**Data listing**:
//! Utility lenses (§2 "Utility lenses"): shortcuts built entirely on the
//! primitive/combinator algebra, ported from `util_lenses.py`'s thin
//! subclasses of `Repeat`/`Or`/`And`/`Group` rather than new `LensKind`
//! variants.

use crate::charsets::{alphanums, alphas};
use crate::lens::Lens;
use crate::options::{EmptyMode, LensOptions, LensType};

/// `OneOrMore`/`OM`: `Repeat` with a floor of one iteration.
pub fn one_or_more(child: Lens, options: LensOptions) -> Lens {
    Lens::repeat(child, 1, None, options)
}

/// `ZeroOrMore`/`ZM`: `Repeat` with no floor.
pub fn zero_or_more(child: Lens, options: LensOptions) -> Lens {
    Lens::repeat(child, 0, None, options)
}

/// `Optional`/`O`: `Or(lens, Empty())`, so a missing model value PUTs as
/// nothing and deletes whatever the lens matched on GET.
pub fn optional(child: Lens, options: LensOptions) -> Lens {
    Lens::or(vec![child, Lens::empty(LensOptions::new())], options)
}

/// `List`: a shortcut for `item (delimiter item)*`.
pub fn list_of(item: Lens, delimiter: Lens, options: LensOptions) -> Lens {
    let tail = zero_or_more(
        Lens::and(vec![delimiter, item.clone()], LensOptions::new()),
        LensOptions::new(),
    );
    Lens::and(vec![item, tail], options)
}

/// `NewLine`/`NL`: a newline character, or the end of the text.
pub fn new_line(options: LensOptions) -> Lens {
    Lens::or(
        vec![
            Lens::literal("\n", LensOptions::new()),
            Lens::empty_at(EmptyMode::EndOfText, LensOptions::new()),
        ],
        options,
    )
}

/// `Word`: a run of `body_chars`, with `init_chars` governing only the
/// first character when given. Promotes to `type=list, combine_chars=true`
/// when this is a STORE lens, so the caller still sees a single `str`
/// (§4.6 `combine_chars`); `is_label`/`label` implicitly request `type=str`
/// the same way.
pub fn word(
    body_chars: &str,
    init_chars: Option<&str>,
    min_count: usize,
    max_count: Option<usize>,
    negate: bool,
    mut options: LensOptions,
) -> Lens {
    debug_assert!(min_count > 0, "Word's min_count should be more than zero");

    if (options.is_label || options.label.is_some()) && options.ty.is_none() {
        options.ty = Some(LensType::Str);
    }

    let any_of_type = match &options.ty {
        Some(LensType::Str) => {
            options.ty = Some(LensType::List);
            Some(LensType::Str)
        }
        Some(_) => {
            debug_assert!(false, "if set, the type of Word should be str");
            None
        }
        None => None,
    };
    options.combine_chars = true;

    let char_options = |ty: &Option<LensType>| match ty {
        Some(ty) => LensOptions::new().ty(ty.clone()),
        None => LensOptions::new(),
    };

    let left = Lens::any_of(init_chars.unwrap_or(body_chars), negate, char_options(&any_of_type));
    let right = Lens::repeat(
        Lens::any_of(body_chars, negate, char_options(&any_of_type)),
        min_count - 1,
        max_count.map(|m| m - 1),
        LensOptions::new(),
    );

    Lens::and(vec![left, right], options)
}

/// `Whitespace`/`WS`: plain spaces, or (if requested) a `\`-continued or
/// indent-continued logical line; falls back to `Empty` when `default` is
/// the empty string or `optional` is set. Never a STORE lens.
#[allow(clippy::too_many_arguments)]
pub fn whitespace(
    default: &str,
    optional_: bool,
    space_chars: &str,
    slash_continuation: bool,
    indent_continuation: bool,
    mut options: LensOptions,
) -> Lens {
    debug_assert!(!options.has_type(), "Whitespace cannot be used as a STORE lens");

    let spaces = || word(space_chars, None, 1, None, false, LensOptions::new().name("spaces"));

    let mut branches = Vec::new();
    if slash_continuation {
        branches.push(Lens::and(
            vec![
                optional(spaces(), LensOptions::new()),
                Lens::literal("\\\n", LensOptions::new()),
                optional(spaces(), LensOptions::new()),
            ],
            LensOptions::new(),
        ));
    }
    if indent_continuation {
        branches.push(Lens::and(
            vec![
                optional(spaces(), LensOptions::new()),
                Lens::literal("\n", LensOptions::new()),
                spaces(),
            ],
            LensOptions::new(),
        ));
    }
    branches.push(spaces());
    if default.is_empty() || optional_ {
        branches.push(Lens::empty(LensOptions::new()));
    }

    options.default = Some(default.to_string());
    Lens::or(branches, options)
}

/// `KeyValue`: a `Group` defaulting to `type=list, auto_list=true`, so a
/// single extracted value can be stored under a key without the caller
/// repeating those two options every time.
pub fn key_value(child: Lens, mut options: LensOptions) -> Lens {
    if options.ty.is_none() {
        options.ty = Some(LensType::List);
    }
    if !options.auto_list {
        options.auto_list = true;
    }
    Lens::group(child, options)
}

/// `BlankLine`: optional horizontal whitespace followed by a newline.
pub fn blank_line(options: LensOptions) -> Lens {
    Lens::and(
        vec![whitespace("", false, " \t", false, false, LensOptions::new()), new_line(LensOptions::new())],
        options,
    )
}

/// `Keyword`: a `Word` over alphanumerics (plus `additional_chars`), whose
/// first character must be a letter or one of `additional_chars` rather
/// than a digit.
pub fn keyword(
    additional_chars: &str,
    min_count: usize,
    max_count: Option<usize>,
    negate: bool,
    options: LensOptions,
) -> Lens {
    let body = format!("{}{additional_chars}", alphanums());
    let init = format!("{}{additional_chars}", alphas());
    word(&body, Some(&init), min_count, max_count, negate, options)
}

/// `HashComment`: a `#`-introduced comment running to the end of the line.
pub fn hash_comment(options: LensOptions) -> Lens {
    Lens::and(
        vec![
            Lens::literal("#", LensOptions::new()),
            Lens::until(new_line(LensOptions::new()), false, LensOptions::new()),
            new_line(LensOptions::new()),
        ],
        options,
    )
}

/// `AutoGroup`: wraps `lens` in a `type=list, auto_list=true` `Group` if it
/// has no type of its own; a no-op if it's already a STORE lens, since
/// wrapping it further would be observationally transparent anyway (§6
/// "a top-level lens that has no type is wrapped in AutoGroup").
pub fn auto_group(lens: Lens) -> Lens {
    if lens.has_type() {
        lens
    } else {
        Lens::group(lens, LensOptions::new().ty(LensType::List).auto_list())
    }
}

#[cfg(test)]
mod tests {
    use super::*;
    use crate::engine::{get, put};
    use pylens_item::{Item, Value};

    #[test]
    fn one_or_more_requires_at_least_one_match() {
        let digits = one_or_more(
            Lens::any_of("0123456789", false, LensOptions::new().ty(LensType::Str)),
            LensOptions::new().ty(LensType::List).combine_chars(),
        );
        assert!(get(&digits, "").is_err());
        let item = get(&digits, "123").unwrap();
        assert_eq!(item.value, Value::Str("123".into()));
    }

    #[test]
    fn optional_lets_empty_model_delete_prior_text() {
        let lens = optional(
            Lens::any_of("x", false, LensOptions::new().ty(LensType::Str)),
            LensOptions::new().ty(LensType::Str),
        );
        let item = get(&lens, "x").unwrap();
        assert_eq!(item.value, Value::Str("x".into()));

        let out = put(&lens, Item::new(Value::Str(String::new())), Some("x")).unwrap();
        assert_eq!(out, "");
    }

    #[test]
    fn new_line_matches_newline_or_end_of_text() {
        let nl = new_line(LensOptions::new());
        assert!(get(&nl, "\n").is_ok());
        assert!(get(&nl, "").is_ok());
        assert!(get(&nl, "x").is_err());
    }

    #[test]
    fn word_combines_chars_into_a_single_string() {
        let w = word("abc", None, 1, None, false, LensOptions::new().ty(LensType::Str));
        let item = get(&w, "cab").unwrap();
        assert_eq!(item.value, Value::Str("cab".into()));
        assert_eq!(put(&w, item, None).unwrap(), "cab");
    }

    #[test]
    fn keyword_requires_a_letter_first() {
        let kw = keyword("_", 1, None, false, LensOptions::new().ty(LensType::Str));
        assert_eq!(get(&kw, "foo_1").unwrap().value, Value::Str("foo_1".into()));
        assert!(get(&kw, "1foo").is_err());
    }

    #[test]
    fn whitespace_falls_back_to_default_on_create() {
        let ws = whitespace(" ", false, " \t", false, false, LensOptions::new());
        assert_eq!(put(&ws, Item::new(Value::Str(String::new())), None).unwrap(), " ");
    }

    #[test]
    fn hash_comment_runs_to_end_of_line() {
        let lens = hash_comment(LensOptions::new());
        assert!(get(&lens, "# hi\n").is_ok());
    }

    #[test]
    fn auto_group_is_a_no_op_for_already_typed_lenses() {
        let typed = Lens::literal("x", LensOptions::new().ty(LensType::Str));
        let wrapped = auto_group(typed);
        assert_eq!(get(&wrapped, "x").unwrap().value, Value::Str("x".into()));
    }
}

--

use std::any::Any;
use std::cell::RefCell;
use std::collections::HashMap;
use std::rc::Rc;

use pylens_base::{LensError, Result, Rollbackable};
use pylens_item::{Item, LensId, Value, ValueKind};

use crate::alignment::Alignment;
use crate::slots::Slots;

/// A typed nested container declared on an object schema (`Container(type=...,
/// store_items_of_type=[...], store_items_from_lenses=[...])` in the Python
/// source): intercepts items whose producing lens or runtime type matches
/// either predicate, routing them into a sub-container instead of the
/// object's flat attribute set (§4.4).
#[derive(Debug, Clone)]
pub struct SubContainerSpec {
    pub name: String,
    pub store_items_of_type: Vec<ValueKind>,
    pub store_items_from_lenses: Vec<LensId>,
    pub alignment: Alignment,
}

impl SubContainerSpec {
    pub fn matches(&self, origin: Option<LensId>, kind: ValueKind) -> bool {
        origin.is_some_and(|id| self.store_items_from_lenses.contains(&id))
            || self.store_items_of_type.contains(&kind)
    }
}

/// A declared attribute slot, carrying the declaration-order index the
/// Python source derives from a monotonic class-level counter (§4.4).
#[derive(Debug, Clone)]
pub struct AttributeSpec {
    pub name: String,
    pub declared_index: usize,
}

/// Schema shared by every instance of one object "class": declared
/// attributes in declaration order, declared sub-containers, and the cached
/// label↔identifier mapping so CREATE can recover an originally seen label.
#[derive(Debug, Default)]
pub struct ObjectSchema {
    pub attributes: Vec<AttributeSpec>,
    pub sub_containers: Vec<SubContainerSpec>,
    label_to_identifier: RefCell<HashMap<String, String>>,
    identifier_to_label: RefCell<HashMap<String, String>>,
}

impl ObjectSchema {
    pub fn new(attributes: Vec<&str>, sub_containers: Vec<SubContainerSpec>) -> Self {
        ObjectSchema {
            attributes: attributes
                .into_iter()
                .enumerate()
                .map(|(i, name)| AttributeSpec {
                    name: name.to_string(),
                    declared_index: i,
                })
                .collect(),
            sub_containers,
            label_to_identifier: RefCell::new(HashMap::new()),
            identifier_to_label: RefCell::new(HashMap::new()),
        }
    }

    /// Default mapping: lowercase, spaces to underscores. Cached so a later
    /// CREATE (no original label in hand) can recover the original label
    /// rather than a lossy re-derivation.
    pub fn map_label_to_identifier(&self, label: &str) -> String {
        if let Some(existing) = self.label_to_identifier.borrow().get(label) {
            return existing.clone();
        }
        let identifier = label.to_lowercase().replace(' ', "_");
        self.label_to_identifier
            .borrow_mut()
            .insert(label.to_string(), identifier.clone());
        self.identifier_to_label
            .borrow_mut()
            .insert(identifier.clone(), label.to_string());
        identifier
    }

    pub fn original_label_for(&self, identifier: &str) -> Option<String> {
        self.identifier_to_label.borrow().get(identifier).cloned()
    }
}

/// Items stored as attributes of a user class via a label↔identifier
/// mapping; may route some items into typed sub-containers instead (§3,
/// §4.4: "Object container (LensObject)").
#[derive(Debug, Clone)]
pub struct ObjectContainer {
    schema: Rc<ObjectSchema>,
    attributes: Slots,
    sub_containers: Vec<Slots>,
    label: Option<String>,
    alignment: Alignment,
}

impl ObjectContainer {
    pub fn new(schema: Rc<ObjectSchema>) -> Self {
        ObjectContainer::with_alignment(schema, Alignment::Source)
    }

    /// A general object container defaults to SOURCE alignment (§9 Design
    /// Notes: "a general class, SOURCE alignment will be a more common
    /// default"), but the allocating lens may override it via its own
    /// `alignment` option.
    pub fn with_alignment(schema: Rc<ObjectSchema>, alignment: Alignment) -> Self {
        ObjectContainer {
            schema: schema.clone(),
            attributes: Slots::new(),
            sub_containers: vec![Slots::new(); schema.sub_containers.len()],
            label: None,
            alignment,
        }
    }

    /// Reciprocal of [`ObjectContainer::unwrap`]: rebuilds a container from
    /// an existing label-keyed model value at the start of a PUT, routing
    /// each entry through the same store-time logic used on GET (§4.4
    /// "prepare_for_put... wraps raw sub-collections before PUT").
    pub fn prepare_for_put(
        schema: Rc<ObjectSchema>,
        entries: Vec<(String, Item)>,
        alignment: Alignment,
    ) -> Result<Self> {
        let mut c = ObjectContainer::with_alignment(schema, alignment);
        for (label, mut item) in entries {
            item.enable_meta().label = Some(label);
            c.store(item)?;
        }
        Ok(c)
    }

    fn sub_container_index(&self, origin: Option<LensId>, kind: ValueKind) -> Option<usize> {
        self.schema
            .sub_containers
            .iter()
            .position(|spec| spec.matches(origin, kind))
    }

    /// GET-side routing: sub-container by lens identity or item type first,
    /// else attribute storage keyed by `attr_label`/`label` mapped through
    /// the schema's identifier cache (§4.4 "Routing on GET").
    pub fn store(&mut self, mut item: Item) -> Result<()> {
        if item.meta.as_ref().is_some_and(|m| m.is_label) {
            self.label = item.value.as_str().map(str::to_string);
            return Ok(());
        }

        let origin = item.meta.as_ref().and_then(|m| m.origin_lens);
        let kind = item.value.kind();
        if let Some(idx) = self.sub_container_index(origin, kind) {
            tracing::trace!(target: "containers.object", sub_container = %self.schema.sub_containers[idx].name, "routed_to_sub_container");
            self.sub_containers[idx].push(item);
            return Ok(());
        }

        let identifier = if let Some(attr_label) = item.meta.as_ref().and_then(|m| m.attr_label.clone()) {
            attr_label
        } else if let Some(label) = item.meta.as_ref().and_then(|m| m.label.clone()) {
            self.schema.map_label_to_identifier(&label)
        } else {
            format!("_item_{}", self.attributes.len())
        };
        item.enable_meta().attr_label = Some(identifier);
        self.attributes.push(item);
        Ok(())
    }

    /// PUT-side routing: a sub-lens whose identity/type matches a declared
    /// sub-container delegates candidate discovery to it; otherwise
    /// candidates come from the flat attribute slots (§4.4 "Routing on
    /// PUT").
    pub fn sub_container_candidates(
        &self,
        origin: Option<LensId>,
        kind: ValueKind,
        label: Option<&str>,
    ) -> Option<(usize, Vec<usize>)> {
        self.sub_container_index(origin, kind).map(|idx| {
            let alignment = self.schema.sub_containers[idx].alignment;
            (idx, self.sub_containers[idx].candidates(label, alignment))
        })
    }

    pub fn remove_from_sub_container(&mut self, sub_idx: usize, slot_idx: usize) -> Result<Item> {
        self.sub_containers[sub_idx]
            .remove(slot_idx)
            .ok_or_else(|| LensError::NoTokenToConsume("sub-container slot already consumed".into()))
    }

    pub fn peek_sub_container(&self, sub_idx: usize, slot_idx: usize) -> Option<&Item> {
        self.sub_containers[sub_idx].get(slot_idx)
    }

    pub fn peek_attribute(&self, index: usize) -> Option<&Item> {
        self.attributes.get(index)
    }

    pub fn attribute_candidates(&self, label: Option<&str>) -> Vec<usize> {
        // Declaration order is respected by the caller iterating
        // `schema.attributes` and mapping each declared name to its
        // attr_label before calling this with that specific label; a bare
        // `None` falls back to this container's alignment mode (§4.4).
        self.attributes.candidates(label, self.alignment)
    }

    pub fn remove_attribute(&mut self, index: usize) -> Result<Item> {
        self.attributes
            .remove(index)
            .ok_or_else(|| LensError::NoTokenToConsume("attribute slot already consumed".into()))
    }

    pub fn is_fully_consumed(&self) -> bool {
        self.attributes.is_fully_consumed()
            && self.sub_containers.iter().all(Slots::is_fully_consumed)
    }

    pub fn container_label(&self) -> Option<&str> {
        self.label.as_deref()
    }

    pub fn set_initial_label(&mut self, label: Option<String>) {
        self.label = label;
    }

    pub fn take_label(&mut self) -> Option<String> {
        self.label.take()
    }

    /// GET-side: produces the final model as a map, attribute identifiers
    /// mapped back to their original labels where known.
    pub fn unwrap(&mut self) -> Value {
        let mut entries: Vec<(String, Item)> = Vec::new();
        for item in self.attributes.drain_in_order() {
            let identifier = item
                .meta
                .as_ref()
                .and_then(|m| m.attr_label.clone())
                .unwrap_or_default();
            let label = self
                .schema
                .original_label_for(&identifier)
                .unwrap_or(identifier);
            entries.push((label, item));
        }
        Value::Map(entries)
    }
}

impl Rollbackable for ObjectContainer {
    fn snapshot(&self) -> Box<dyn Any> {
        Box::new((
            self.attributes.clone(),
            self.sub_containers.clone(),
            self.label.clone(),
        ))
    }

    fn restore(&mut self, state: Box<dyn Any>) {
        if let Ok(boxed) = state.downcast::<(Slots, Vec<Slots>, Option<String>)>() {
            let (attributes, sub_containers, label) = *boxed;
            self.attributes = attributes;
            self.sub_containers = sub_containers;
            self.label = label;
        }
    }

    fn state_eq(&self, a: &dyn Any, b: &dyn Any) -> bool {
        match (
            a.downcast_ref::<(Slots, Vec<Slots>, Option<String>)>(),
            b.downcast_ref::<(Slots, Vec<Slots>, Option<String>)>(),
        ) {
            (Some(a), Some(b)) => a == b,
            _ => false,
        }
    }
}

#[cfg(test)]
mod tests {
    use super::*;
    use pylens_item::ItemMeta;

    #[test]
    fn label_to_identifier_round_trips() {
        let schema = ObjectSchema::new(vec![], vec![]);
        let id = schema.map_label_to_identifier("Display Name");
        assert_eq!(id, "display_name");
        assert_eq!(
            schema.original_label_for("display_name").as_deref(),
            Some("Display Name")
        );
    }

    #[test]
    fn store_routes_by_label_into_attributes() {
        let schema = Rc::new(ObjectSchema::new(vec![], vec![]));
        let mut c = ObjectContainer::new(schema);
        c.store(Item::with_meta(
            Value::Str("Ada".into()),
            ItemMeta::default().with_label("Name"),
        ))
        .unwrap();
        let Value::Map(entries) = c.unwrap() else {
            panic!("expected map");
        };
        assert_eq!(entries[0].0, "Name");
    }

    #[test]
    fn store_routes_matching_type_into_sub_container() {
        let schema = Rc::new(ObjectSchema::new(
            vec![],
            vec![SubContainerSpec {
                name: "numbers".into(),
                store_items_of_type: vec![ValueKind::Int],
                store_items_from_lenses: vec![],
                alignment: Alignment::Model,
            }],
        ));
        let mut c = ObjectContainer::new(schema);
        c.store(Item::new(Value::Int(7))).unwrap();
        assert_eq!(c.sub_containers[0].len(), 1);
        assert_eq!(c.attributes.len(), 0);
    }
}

==

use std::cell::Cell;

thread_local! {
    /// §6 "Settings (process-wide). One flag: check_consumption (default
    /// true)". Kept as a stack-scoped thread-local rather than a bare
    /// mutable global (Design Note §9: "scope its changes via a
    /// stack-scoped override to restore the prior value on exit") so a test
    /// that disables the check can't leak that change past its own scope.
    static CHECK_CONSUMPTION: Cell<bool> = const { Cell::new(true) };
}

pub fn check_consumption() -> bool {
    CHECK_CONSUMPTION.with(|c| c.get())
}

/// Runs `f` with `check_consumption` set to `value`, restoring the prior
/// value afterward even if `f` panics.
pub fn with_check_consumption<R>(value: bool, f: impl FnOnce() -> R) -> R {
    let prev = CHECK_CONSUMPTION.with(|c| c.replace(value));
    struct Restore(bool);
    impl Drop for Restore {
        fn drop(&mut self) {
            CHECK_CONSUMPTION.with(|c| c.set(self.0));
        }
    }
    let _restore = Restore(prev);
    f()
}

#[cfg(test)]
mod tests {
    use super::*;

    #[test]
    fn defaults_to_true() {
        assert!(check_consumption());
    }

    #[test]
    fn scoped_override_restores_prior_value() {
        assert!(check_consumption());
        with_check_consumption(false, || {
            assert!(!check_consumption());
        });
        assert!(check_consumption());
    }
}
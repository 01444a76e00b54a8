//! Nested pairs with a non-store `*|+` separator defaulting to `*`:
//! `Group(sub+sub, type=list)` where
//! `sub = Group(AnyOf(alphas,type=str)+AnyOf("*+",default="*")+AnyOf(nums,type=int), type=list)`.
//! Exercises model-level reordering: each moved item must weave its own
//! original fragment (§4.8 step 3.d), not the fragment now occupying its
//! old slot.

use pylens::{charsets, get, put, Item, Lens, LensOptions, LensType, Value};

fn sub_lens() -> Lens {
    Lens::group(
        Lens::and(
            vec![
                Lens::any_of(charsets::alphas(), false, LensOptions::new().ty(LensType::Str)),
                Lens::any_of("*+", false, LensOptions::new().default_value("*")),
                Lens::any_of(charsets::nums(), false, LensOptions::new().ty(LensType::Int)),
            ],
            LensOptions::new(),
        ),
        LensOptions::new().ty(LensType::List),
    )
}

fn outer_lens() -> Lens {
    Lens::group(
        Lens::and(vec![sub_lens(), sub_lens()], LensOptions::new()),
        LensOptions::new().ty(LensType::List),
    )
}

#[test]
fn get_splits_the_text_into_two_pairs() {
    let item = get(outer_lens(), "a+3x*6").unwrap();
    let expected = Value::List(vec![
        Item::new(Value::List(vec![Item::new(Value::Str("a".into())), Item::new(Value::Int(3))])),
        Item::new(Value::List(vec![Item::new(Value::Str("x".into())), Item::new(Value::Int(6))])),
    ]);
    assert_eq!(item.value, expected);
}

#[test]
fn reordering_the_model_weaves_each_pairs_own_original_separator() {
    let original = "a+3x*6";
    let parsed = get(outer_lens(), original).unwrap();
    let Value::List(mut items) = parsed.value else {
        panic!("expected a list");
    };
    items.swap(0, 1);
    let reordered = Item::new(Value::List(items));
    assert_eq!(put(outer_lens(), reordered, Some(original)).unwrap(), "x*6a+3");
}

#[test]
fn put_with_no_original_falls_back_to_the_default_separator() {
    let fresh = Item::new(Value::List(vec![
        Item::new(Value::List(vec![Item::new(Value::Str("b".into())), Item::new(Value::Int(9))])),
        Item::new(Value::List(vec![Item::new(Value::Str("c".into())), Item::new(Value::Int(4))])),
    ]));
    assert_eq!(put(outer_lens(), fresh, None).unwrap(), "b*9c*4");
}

**Required work**:
The answer must be a single number: how many lines of the data include the string "Result".

**Your response**:
5